Two of the crew, Paul Bertrand and Diana Gilmore, elected to share one of the six cabins. Never finding a reason to marry, their relationship had flourished during two decades of successful cohabitation—an enviable model for couples trying to beat the long odds. This fact didn’t deter mission engineers from happily forging ahead, designing separate quarters for each of them “in case they elected to dissolve their arrangement.” This did not sit well with Diana, who relentlessly chided the engineers for their inspirational vote of confidence.
Early in the outbound voyage, the ship’s physician, with Thompson’s permission, converted the extra cabin to a treatment room.
The common areas of the ship consisted mainly of four compartments, the largest being the mission room, forty meters square, used for meetings, meals, and socializing. Its two most notable features were a large composite worktable that occupied the center of the floor space and an oval viewport that dominated one wall. An adjoining compartment served as the science lab. Here lay the domain of the scientists, which I had little cause to invade. It housed built-in stations for conducting experiments, an equipment storage area, and a secured zone for quarantine and retention of specimens. Centered above these compartments was a smaller level divided roughly in half by a command and control room, complete with seating and viewports, and Desio’s navigation, communication, and nerve center.
Above all was an enclosure housing a rotating turret equipped with a guided laser weapon system of modest capacity. There was an unconfirmed rumor that privateer ships were circling Earth, but the official justification for the system was the obliteration of space junk, a real and ever-present threat to ships in, or leaving, orbit.
The doors to all compartments and the laser turret were installed with high-tech security locks that could be activated at Thompson’s discretion.
<
br /> Outbound.
Three long months have elapsed. Desio and crew, quite uneventfully, have nearly completed the journey to 231-P5. I was not alone in my cabin. Angie was quietly sleeping in my bed, she being the notable exception, the one permanent attachment I previously alluded to. Her presence warrants an explanation.
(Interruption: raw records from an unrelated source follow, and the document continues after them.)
//! Query parsing.
//!
//! A query is a "V|T" pipeline: the part before the first unescaped `|`
//! seeds the vector search, the part after it is a shell-style text
//! filter. Either side may be empty, but not both.
//!
//! - `pipeline`: splits the two halves, honoring `\|`
//! - `terms`: parses the text half into include/exclude terms

mod pipeline;
mod terms;

pub use pipeline::split_pipeline;
pub use terms::{parse_terms, Terms};

use crate::errors::SearchError;

/// A parsed search query.
#[derive(Debug, Clone, PartialEq)]
pub struct Query {
    /// Seed text for similarity ranking, if any
    pub vector: Option<String>,
    /// Parsed text filter, if any
    pub text: Option<Terms>,
}

impl Query {
    pub fn parse(raw: &str) -> Result<Self, SearchError> {
        let (vector_part, text_part) = split_pipeline(raw);

        let vector = (!vector_part.is_empty()).then_some(vector_part);
        let text = if text_part.is_empty() {
            None
        } else {
            let terms = parse_terms(&text_part);
            (!terms.is_empty()).then_some(terms)
        };

        if vector.is_none() && text.is_none() {
            return Err(SearchError::Validation(
                "empty query: both vector and text parts are empty".into(),
            ));
        }

        Ok(Self { vector, text })
    }

    pub fn is_text_only(&self) -> bool {
        self.vector.is_none()
    }
}
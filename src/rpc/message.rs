use serde::{Deserialize, Serialize};
use serde_json::Value;

// JSON-RPC 2.0 error codes
pub const PARSE_ERROR: i64 = -32700;
pub const INVALID_REQUEST: i64 = -32600;
pub const METHOD_NOT_FOUND: i64 = -32601;
pub const INVALID_PARAMS: i64 = -32602;
pub const INTERNAL_ERROR: i64 = -32603;

/// Incoming request. `jsonrpc` and `method` are optional here so the
/// server can answer a malformed request with -32600 instead of a parse
/// failure.
#[derive(Debug, Clone, Deserialize)]
pub struct RpcRequest {
    #[serde(default)]
    pub jsonrpc: Option<String>,

    #[serde(default)]
    pub id: Value,

    #[serde(default)]
    pub method: Option<String>,

    #[serde(default)]
    pub params: Value,
}

impl RpcRequest {
    pub fn new(id: i64, method: &str, params: Value) -> Value {
        serde_json::json!({
            "jsonrpc": "2.0",
            "id": id,
            "method": method,
            "params": params,
        })
    }
}

#[derive(Debug, Clone, PartialEq, Serialize, Deserialize)]
pub struct RpcError {
    pub code: i64,
    pub message: String,

    /// Carries `{"kind": "..."}` for service errors
    #[serde(default, skip_serializing_if = "Option::is_none")]
    pub data: Option<Value>,
}

impl RpcError {
    pub fn new(code: i64, message: impl Into<String>) -> Self {
        Self {
            code,
            message: message.into(),
            data: None,
        }
    }

    pub fn with_kind(code: i64, message: impl Into<String>, kind: &str) -> Self {
        Self {
            code,
            message: message.into(),
            data: Some(serde_json::json!({ "kind": kind })),
        }
    }

    /// The machine-readable kind, if the error carried one
    pub fn kind(&self) -> Option<&str> {
        self.data.as_ref()?.get("kind")?.as_str()
    }
}

#[derive(Debug, Clone, Serialize, Deserialize)]
pub struct RpcResponse {
    pub jsonrpc: String,

    #[serde(default)]
    pub id: Value,

    #[serde(default, skip_serializing_if = "Option::is_none")]
    pub result: Option<Value>,

    #[serde(default, skip_serializing_if = "Option::is_none")]
    pub error: Option<RpcError>,

    /// Streaming marker. Absent on single-message responses; `true` on
    /// every chunk of a stream except the last.
    #[serde(default, skip_serializing_if = "Option::is_none")]
    pub more: Option<bool>,
}

impl RpcResponse {
    pub fn result(id: Value, result: Value) -> Self {
        Self {
            jsonrpc: "2.0".to_string(),
            id,
            result: Some(result),
            error: None,
            more: None,
        }
    }

    pub fn chunk(id: Value, result: Value, more: bool) -> Self {
        Self {
            more: Some(more),
            ..Self::result(id, result)
        }
    }

    pub fn error(id: Value, error: RpcError) -> Self {
        Self {
            jsonrpc: "2.0".to_string(),
            id,
            result: None,
            error: Some(error),
            more: None,
        }
    }
}

/// One bounded slice of an oversized result sequence.
#[derive(Debug, Clone, PartialEq, Serialize, Deserialize)]
pub struct StreamChunk<T> {
    pub data: Vec<T>,

    /// 1-based chunk ordinal
    pub chunk: usize,

    pub total_chunks: usize,

    /// 1-based rank of the chunk's first element in the whole sequence
    pub start_rank: usize,
}

/// What a handler produced: either a plain result or a pre-chunked
/// stream. The server turns a stream into one response line per element.
#[derive(Debug)]
pub enum RpcOutcome {
    Single(Value),
    Stream(Vec<Value>),
}

/// Split an ordered result sequence into chunks. An empty sequence still
/// yields exactly one (empty) chunk so the client always sees a
/// well-formed stream.
pub fn into_chunks<T: Serialize>(items: Vec<T>, chunk_size: usize) -> Vec<StreamChunk<T>> {
    let total_chunks = if items.is_empty() {
        1
    } else {
        items.len().div_ceil(chunk_size)
    };

    if items.is_empty() {
        return vec![StreamChunk {
            data: Vec::new(),
            chunk: 1,
            total_chunks: 1,
            start_rank: 1,
        }];
    }

    let mut chunks = Vec::with_capacity(total_chunks);
    let mut items = items;
    let mut start_rank = 1;
    let mut ordinal = 1;

    while !items.is_empty() {
        let rest = items.split_off(items.len().min(chunk_size));
        chunks.push(StreamChunk {
            data: items,
            chunk: ordinal,
            total_chunks,
            start_rank,
        });
        start_rank += chunk_size;
        ordinal += 1;
        items = rest;
    }

    chunks
}

/// Client-side inverse of `into_chunks`: order by `chunk` and
/// concatenate. Network delivery order is not trusted.
pub fn reassemble<T>(mut chunks: Vec<StreamChunk<T>>) -> Vec<T> {
    chunks.sort_by_key(|c| c.chunk);
    chunks.into_iter().flat_map(|c| c.data).collect()
}

#[cfg(test)]
mod tests {
    use super::*;

    #[test]
    fn test_chunk_math() {
        let items: Vec<u64> = (0..50_000).collect();
        let chunks = into_chunks(items, 20_000);

        assert_eq!(chunks.len(), 3);
        assert_eq!(chunks[0].data.len(), 20_000);
        assert_eq!(chunks[1].data.len(), 20_000);
        assert_eq!(chunks[2].data.len(), 10_000);

        for (i, chunk) in chunks.iter().enumerate() {
            assert_eq!(chunk.chunk, i + 1);
            assert_eq!(chunk.total_chunks, 3);
            assert_eq!(chunk.start_rank, i * 20_000 + 1);
        }
    }

    #[test]
    fn test_exact_multiple() {
        let chunks = into_chunks((0..40u64).collect(), 20);
        assert_eq!(chunks.len(), 2);
        assert_eq!(chunks[1].data.len(), 20);
    }

    #[test]
    fn test_empty_yields_one_chunk() {
        let chunks = into_chunks(Vec::<u64>::new(), 20_000);
        assert_eq!(chunks.len(), 1);
        assert!(chunks[0].data.is_empty());
        assert_eq!(chunks[0].chunk, 1);
        assert_eq!(chunks[0].total_chunks, 1);
        assert_eq!(chunks[0].start_rank, 1);
    }

    #[test]
    fn test_reassemble_out_of_order() {
        let items: Vec<u64> = (0..45).collect();
        let mut chunks = into_chunks(items.clone(), 10);
        chunks.reverse();
        assert_eq!(reassemble(chunks), items);
    }

    #[test]
    fn test_roundtrip_is_identity() {
        let items: Vec<u64> = (0..12_345).collect();
        let chunks = into_chunks(items.clone(), 1_000);
        assert_eq!(reassemble(chunks), items);
    }

    #[test]
    fn test_response_serialization_shapes() {
        let single = RpcResponse::result(serde_json::json!(1), serde_json::json!({"ok": true}));
        let raw = serde_json::to_string(&single).unwrap();
        assert!(!raw.contains("more"));
        assert!(!raw.contains("error"));

        let chunk = RpcResponse::chunk(serde_json::json!(1), serde_json::json!([]), true);
        let raw = serde_json::to_string(&chunk).unwrap();
        assert!(raw.contains("\"more\":true"));

        let err = RpcResponse::error(
            serde_json::json!(2),
            RpcError::with_kind(INVALID_PARAMS, "bad top_k", "validation"),
        );
        let raw = serde_json::to_string(&err).unwrap();
        assert!(raw.contains("-32602"));
        assert!(raw.contains("\"kind\":\"validation\""));
    }

    #[test]
    fn test_error_kind_accessor() {
        let err = RpcError::with_kind(INVALID_PARAMS, "nope", "unsupported_mode");
        assert_eq!(err.kind(), Some("unsupported_mode"));
        assert_eq!(RpcError::new(INTERNAL_ERROR, "x").kind(), None);
    }
}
Flash back four months. I was standing in front of the Crew Selection Committee with an unusual petition: Allow Angie to become the expedition’s seventh. I had belatedly come to the realization that abandoning her on Earth was not an acceptable option. If need be, I would relinquish my seat on the Desio and a trained alternate would eagerly take my place.
And so I emphasized my companion’s extraordinary attributes. There was no need for hyperbole. She was, after all, exceptionally bright, disciplined, well-trained, healthy and personable.
Unfortunately, there were more practical concerns which made Angie’s inclusion a virtual impossibility. She represented excess mission weight. Oxygen and waste-processing requirements would have to be recalculated. There was the matter of her special dietary needs. And, as one committee member stated with a fair attempt at humor, “the ship already has, in Dr. Bertrand, a French crew member.”
The committee was resolute, but for some reason agreed to defer their final decision. I remember one crewmate, Diana Gilmore, advising me not to give up hope.
She was prescient. Two days later, the committee relented. How could they not? Angie is a damn cute pooch, miniature poodle by breed, seven kilograms, black coat, a medium shaggy kennel clip, bright, clear eyes, and a sweet disposition. The crew, almost without exception, was delighted, welcoming her with open arms. In no time at all she became our little mascot.
If there was an onboard routine that Thompson enforced it was for the crew to convene the same exact time every morning. Considering herself an essential part of the crew, Angie rose, stretched, and leaped off my bed to follow me into the mission compartment. As she and I entered, Thompson greeted me with his usual friendly sarcasm.